Rui Semedo e Francisco Carvalho na crista da onda

PorAntónio Ludgero Correia,6 dez 2024 18:53

​Nas eleições autárquicas de domingo último, os grandes vencedores foram o PAICV de Rui Semedo e a equipa de Francisco Avelino Carvalho (FAC).

Com um discurso aparentemente miserabilista, FAC soube levar a água ao seu moinho. Sem tiradas grandiloquentes, lá foi transformando a eleição para o Município da Praia em uma sessão de avaliação do trabalho levado a cabo de 2020 a esta parte. Um pouco na base do “QUEM FEZ FARÁ”, FAC foi elencando as coisas boas que fez no município que alberga a capital de Cabo Verde, ao mesmo tempo que desfiava o rosário do calvário por que passou em função das dificílimas relações com o Governo central e apresentava propostas que, tudo leva a crer, calaram fundo no coração dos praienses.

Francisco Carvalho, o “menino” de Vila Nova, chorou quanto baste, galgou as sete colinas da capital, com um discurso constante e coerente: que fez um bom mandato e que merecia um segundo mandato, em função do bom desempenho no primeiro.
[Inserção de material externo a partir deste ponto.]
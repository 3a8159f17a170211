//! Internal AST types
//!
//! Covers the MySQL subset the engine executes: single-table DML, table and
//! database DDL, account management, SET and SHOW.

use std::fmt;

use crate::catalog::{DataType, Privilege};

/// Literal value
#[derive(Debug, Clone, PartialEq)]
pub enum Literal {
    Null,
    Boolean(bool),
    Integer(i64),
    Float(f64),
    String(String),
}

/// Binary operators
#[derive(Debug, Clone, Copy, PartialEq, Eq)]
pub enum BinaryOp {
    // Arithmetic
    Add,
    Sub,
    Mul,
    Div,
    Mod,
    // Comparison
    Eq,
    NotEq,
    Lt,
    LtEq,
    Gt,
    GtEq,
    // Logical
    And,
    Or,
    // String
    Like,
    NotLike,
}

impl BinaryOp {
    fn as_sql(&self) -> &'static str {
        match self {
            BinaryOp::Add => "+",
            BinaryOp::Sub => "-",
            BinaryOp::Mul => "*",
            BinaryOp::Div => "/",
            BinaryOp::Mod => "%",
            BinaryOp::Eq => "=",
            BinaryOp::NotEq => "<>",
            BinaryOp::Lt => "<",
            BinaryOp::LtEq => "<=",
            BinaryOp::Gt => ">",
            BinaryOp::GtEq => ">=",
            BinaryOp::And => "AND",
            BinaryOp::Or => "OR",
            BinaryOp::Like => "LIKE",
            BinaryOp::NotLike => "NOT LIKE",
        }
    }
}

/// Unary operators
#[derive(Debug, Clone, Copy, PartialEq, Eq)]
pub enum UnaryOp {
    Not,
    Neg,
}

/// Scope of a system variable reference or assignment
#[derive(Debug, Clone, Copy, PartialEq, Eq)]
pub enum VariableScope {
    Global,
    Session,
    /// Unqualified: session value, falling back to the global one
    Default,
}

/// Expression
#[derive(Debug, Clone, PartialEq)]
pub enum Expr {
    /// Column reference (optionally qualified with table name)
    Column { table: Option<String>, name: String },
    Literal(Literal),
    /// `@@[scope.]name`
    SystemVariable { scope: VariableScope, name: String },
    /// `@name`
    UserVariable(String),
    BinaryOp {
        left: Box<Expr>,
        op: BinaryOp,
        right: Box<Expr>,
    },
    UnaryOp { op: UnaryOp, expr: Box<Expr> },
    /// Function call; name is upper-cased
    Function { name: String, args: Vec<Expr> },
    /// COUNT(*)
    CountStar,
    /// IS NULL / IS NOT NULL
    IsNull { expr: Box<Expr>, negated: bool },
    /// IN (list)
    InList {
        expr: Box<Expr>,
        list: Vec<Expr>,
        negated: bool,
    },
    /// BETWEEN low AND high
    Between {
        expr: Box<Expr>,
        low: Box<Expr>,
        high: Box<Expr>,
        negated: bool,
    },
}

impl Expr {
    pub fn column(name: impl Into<String>) -> Self {
        Expr::Column {
            table: None,
            name: name.into(),
        }
    }

    /// True if the expression contains an aggregate
    pub fn is_aggregate(&self) -> bool {
        match self {
            Expr::CountStar => true,
            Expr::Function { name, .. } => name == "COUNT",
            _ => false,
        }
    }
}

/// Renders the expression the way MySQL names an unaliased result column
impl fmt::Display for Expr {
    fn fmt(&self, f: &mut fmt::Formatter<'_>) -> fmt::Result {
        match self {
            Expr::Column { table: Some(t), name } => write!(f, "{}.{}", t, name),
            Expr::Column { table: None, name } => write!(f, "{}", name),
            Expr::Literal(Literal::Null) => write!(f, "NULL"),
            Expr::Literal(Literal::Boolean(b)) => write!(f, "{}", if *b { "TRUE" } else { "FALSE" }),
            Expr::Literal(Literal::Integer(i)) => write!(f, "{}", i),
            Expr::Literal(Literal::Float(v)) => write!(f, "{}", v),
            Expr::Literal(Literal::String(s)) => write!(f, "{}", s),
            Expr::SystemVariable { scope, name } => match scope {
                VariableScope::Global => write!(f, "@@GLOBAL.{}", name),
                VariableScope::Session => write!(f, "@@SESSION.{}", name),
                VariableScope::Default => write!(f, "@@{}", name),
            },
            Expr::UserVariable(name) => write!(f, "@{}", name),
            Expr::BinaryOp { left, op, right } => write!(f, "{} {} {}", left, op.as_sql(), right),
            Expr::UnaryOp {
                op: UnaryOp::Not,
                expr,
            } => write!(f, "NOT {}", expr),
            Expr::UnaryOp {
                op: UnaryOp::Neg,
                expr,
            } => write!(f, "-{}", expr),
            Expr::Function { name, args } => {
                write!(f, "{}(", name)?;
                for (i, arg) in args.iter().enumerate() {
                    if i > 0 {
                        write!(f, ", ")?;
                    }
                    write!(f, "{}", arg)?;
                }
                write!(f, ")")
            }
            Expr::CountStar => write!(f, "COUNT(*)"),
            Expr::IsNull { expr, negated } => {
                write!(f, "{} IS {}NULL", expr, if *negated { "NOT " } else { "" })
            }
            Expr::InList {
                expr,
                list,
                negated,
            } => {
                write!(f, "{} {}IN (", expr, if *negated { "NOT " } else { "" })?;
                for (i, item) in list.iter().enumerate() {
                    if i > 0 {
                        write!(f, ", ")?;
                    }
                    write!(f, "{}", item)?;
                }
                write!(f, ")")
            }
            Expr::Between {
                expr,
                low,
                high,
                negated,
            } => write!(
                f,
                "{} {}BETWEEN {} AND {}",
                expr,
                if *negated { "NOT " } else { "" },
                low,
                high
            ),
        }
    }
}

/// Possibly database-qualified table name
#[derive(Debug, Clone, PartialEq, Eq)]
pub struct TableName {
    pub database: Option<String>,
    pub name: String,
}

impl TableName {
    pub fn new(name: impl Into<String>) -> Self {
        TableName {
            database: None,
            name: name.into(),
        }
    }
}

/// SELECT item (column in SELECT list)
#[derive(Debug, Clone, PartialEq)]
pub enum SelectItem {
    /// Expression with optional alias
    Expr { expr: Expr, alias: Option<String> },
    /// Wildcard (*)
    Wildcard,
}

/// ORDER BY item
#[derive(Debug, Clone, PartialEq)]
pub struct OrderByItem {
    pub expr: Expr,
    pub ascending: bool,
}

#[derive(Debug, Clone, PartialEq)]
pub struct SelectStatement {
    pub columns: Vec<SelectItem>,
    pub from: Option<TableName>,
    pub filter: Option<Expr>,
    pub order_by: Vec<OrderByItem>,
    pub limit: Option<u64>,
    pub offset: Option<u64>,
}

/// Column definition as written in CREATE TABLE
#[derive(Debug, Clone, PartialEq)]
pub struct ColumnSpec {
    pub name: String,
    pub data_type: DataType,
    /// `Some(false)` for NOT NULL, `Some(true)` for explicit NULL
    pub nullable: Option<bool>,
    pub default: Option<Expr>,
    pub auto_increment: bool,
    pub primary_key: bool,
    pub unique: bool,
}

/// Table-level constraint in CREATE TABLE
#[derive(Debug, Clone, PartialEq)]
pub enum TableConstraint {
    PrimaryKey(Vec<String>),
    Unique {
        name: Option<String>,
        columns: Vec<String>,
    },
}

/// `'name'@'host'`
#[derive(Debug, Clone, PartialEq, Eq)]
pub struct UserSpec {
    pub name: String,
    pub host: String,
}

impl fmt::Display for UserSpec {
    fn fmt(&self, f: &mut fmt::Formatter<'_>) -> fmt::Result {
        write!(f, "'{}'@'{}'", self.name, self.host)
    }
}

/// Object of a GRANT; `None` database means the current one
#[derive(Debug, Clone, PartialEq, Eq)]
pub enum GrantObject {
    /// `*.*`
    Global,
    /// `db.*` or `*`
    Database(Option<String>),
    /// `db.table` or `table`
    Table {
        database: Option<String>,
        table: String,
    },
}

/// One `[GLOBAL|SESSION] name = value` or `@name = value`
#[derive(Debug, Clone, PartialEq)]
pub enum Assignment {
    System {
        scope: VariableScope,
        name: String,
        value: Expr,
    },
    User { name: String, value: Expr },
}

/// Parsed SQL statement
#[derive(Debug, Clone, PartialEq)]
pub enum Statement {
    Select(SelectStatement),
    Insert {
        table: TableName,
        columns: Vec<String>,
        rows: Vec<Vec<Expr>>,
    },
    Update {
        table: TableName,
        assignments: Vec<(String, Expr)>,
        filter: Option<Expr>,
    },
    Delete {
        table: TableName,
        filter: Option<Expr>,
    },
    CreateDatabase {
        name: String,
        if_not_exists: bool,
    },
    DropDatabase {
        name: String,
        if_exists: bool,
    },
    Use(String),
    CreateTable {
        table: TableName,
        columns: Vec<ColumnSpec>,
        constraints: Vec<TableConstraint>,
        if_not_exists: bool,
    },
    DropTable {
        tables: Vec<TableName>,
        if_exists: bool,
    },
    Truncate(TableName),
    ShowTables,
    ShowDatabases,
    Set(Vec<Assignment>),
    /// SET NAMES charset [COLLATE collation]
    SetNames {
        charset: String,
        collation: Option<String>,
    },
    CreateUser {
        user: UserSpec,
        password: String,
        if_not_exists: bool,
    },
    DropUser {
        user: UserSpec,
        if_exists: bool,
    },
    Grant {
        privileges: Vec<Privilege>,
        object: GrantObject,
        users: Vec<UserSpec>,
    },
}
Contra um adversário escorado no seu partido e com um discurso mais elaborado, mas cheio de lugares comuns, FAC seguiu sublinhando a importância das casas de banho, dos tetos, da dignificação das condições de vida dos mais desfavorecidos, da habitação condigna, do saneamento e de pequenas grandes coisas que tinha feito e que prometia continuar a fazer. Tanto fez que, a páginas tantas, viu-se o Abraão Vicente (AV), o “menino” da Assomada, inflexionando o discurso, buscando trilhar a linha discursiva de FAC que, entrementes, seguira considerando pobre e sem poder para atrair o eleitorado. Tarde e a más horas. Estava já o caldo entornado.

FAC deixou o seu partido, o PAI, sempre em segundo plano, oferecendo-se, de peito aberto, para enfrentar o MpD de Ulisses Correia e Silva (UCS), para quem recuperar o governo do Município da capital era uma questão de honra. E a verdade que não se quer calar é que FAC ganha a aposta feita e UCS perde feio. Que, nestas coisas de eleições, ganha quem ultrapassa a fasquia que colocou e perde quem não atinge o objetivo fixado.

A ideia de FAC dar o peito à luta no Município da Praia (onde nasceu, cresceu e se fez homem), de transformar a eleição em uma sujeição do trabalho feito ao julgamento dos munícipes, foi uma estratégia que deu certo, mormente diante da plataforma do MpD, uma mão cheia de lugares comuns, apresentada por AV. Estava-se perante um homem (e sua equipa) com trabalho feito (o adversário não conseguiu pôr em causa nem o nível nem a qualidade do mesmo) e um partido (o partido do Governo) que não conseguiu sacudir do capote as águas do desempenho sofrível em áreas muito sensíveis. KORPU RIXU derivou para ACELERA PRAIA, mas não conseguiu se desvencilhar das peias que o atavam.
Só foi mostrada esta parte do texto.